-- Dataset records follows --
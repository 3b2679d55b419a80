//! IPROTO frame header constants and the `Header` value that rides in every
//! frame's header map.

pub(crate) mod greeting;
pub(crate) mod header;

pub use greeting::Greeting;
pub use header::Header;

/// IPROTO request/response type codes.
///
/// Response frames reuse the request opcode space: bit 15 (`TYPE_ERROR_FLAG`)
/// is set on the wire to mark a response as carrying a `ServerError` instead
/// of `data`; callers only ever see the unflagged [`Opcode`].
#[derive(Debug, Clone, Copy, PartialEq, Eq, Hash)]
#[non_exhaustive]
pub enum Opcode {
    Ok,
    Select,
    Insert,
    Replace,
    Update,
    Delete,
    Call16,
    Auth,
    Eval,
    Upsert,
    Call,
    Execute,
    Nop,
    Prepare,
    Begin,
    Commit,
    Rollback,
    Ping,
    Id,
    Watch,
    Unwatch,
    Event,
    WatchOnce,
    Chunk,
    /// Any opcode this client doesn't recognize; carries the raw wire value.
    Unknown(u32),
}

pub const TYPE_ERROR_FLAG: u32 = 1 << 15;

impl Opcode {
    pub fn code(self) -> u32 {
        match self {
            Opcode::Ok => 0,
            Opcode::Select => 1,
            Opcode::Insert => 2,
            Opcode::Replace => 3,
            Opcode::Update => 4,
            Opcode::Delete => 5,
            Opcode::Call16 => 6,
            Opcode::Auth => 7,
            Opcode::Eval => 8,
            Opcode::Upsert => 9,
            Opcode::Call => 10,
            Opcode::Execute => 11,
            Opcode::Nop => 12,
            Opcode::Prepare => 13,
            Opcode::Begin => 14,
            Opcode::Commit => 15,
            Opcode::Rollback => 16,
            Opcode::Ping => 64,
            Opcode::Id => 73,
            Opcode::Watch => 74,
            Opcode::Unwatch => 75,
            Opcode::Event => 76,
            Opcode::WatchOnce => 77,
            Opcode::Chunk => 128,
            Opcode::Unknown(code) => code,
        }
    }

    pub fn from_code(code: u32) -> Opcode {
        match code {
            0 => Opcode::Ok,
            1 => Opcode::Select,
            2 => Opcode::Insert,
            3 => Opcode::Replace,
            4 => Opcode::Update,
            5 => Opcode::Delete,
            6 => Opcode::Call16,
            7 => Opcode::Auth,
            8 => Opcode::Eval,
            9 => Opcode::Upsert,
            10 => Opcode::Call,
            11 => Opcode::Execute,
            12 => Opcode::Nop,
            13 => Opcode::Prepare,
            14 => Opcode::Begin,
            15 => Opcode::Commit,
            16 => Opcode::Rollback,
            64 => Opcode::Ping,
            73 => Opcode::Id,
            74 => Opcode::Watch,
            75 => Opcode::Unwatch,
            76 => Opcode::Event,
            77 => Opcode::WatchOnce,
            128 => Opcode::Chunk,
            other => Opcode::Unknown(other),
        }
    }

    /// True for requests the server never replies to.
    pub fn is_always_async(self) -> bool {
        false
    }
}

/// Integer keys used in the header map.
pub mod header_key {
    pub const CODE: u8 = 0x00;
    pub const SYNC: u8 = 0x01;
    pub const SCHEMA_VERSION: u8 = 0x05;
    pub const STREAM_ID: u8 = 0x0a;
}

/// Integer keys used in request/response body maps.
pub mod body_key {
    pub const SPACE_ID: u8 = 0x10;
    pub const INDEX_ID: u8 = 0x11;
    pub const LIMIT: u8 = 0x12;
    pub const OFFSET: u8 = 0x13;
    pub const ITERATOR: u8 = 0x14;
    pub const INDEX_BASE: u8 = 0x15;
    pub const KEY: u8 = 0x20;
    pub const TUPLE: u8 = 0x21;
    pub const FUNCTION_NAME: u8 = 0x22;
    pub const USER_NAME: u8 = 0x23;
    pub const EXPR: u8 = 0x27;
    pub const OPS: u8 = 0x28;
    pub const DATA: u8 = 0x30;
    pub const ERROR_24: u8 = 0x31;
    pub const SPACE_NAME: u8 = 0x33;
    pub const INDEX_NAME: u8 = 0x34;
    pub const SQL_TEXT: u8 = 0x40;
    pub const SQL_BIND: u8 = 0x41;
    pub const STMT_ID: u8 = 0x43;
    pub const TIMEOUT: u8 = 0x56;
    pub const ISOLATION: u8 = 0x5f;
    pub const AFTER: u8 = 0x61;
    pub const FETCH_POSITION: u8 = 0x63;
    pub const ERROR: u8 = 0x52;
    pub const VERSION: u8 = 0x54;
    pub const FEATURES: u8 = 0x55;
    pub const EVENT_KEY: u8 = 0x57;
    pub const EVENT_DATA: u8 = 0x58;
    pub const AUTH_TYPE: u8 = 0x5b;
}

/// `SELECT`/`DELETE` iterator kinds.
#[derive(Debug, Clone, Copy, PartialEq, Eq)]
#[repr(u8)]
pub enum Iterator {
    Eq = 0,
    Req = 1,
    All = 2,
    Lt = 3,
    Le = 4,
    Ge = 5,
    Gt = 6,
    BitsetAll = 7,
    BitsetAny = 8,
    BitsetAllNot = 9,
    Overlaps = 10,
    Neighbor = 11,
}

/// `BEGIN` isolation levels.
#[derive(Debug, Clone, Copy, PartialEq, Eq)]
#[repr(u8)]
pub enum Isolation {
    Default = 0,
    ReadCommitted = 1,
    ReadConfirmed = 2,
    BestEffort = 3,
    Linearizable = 4,
}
-- Dataset records concluded --
Show the lines of the records that contain the word "Execute".

    Execute,
            Opcode::Execute => 11,
            11 => Opcode::Execute,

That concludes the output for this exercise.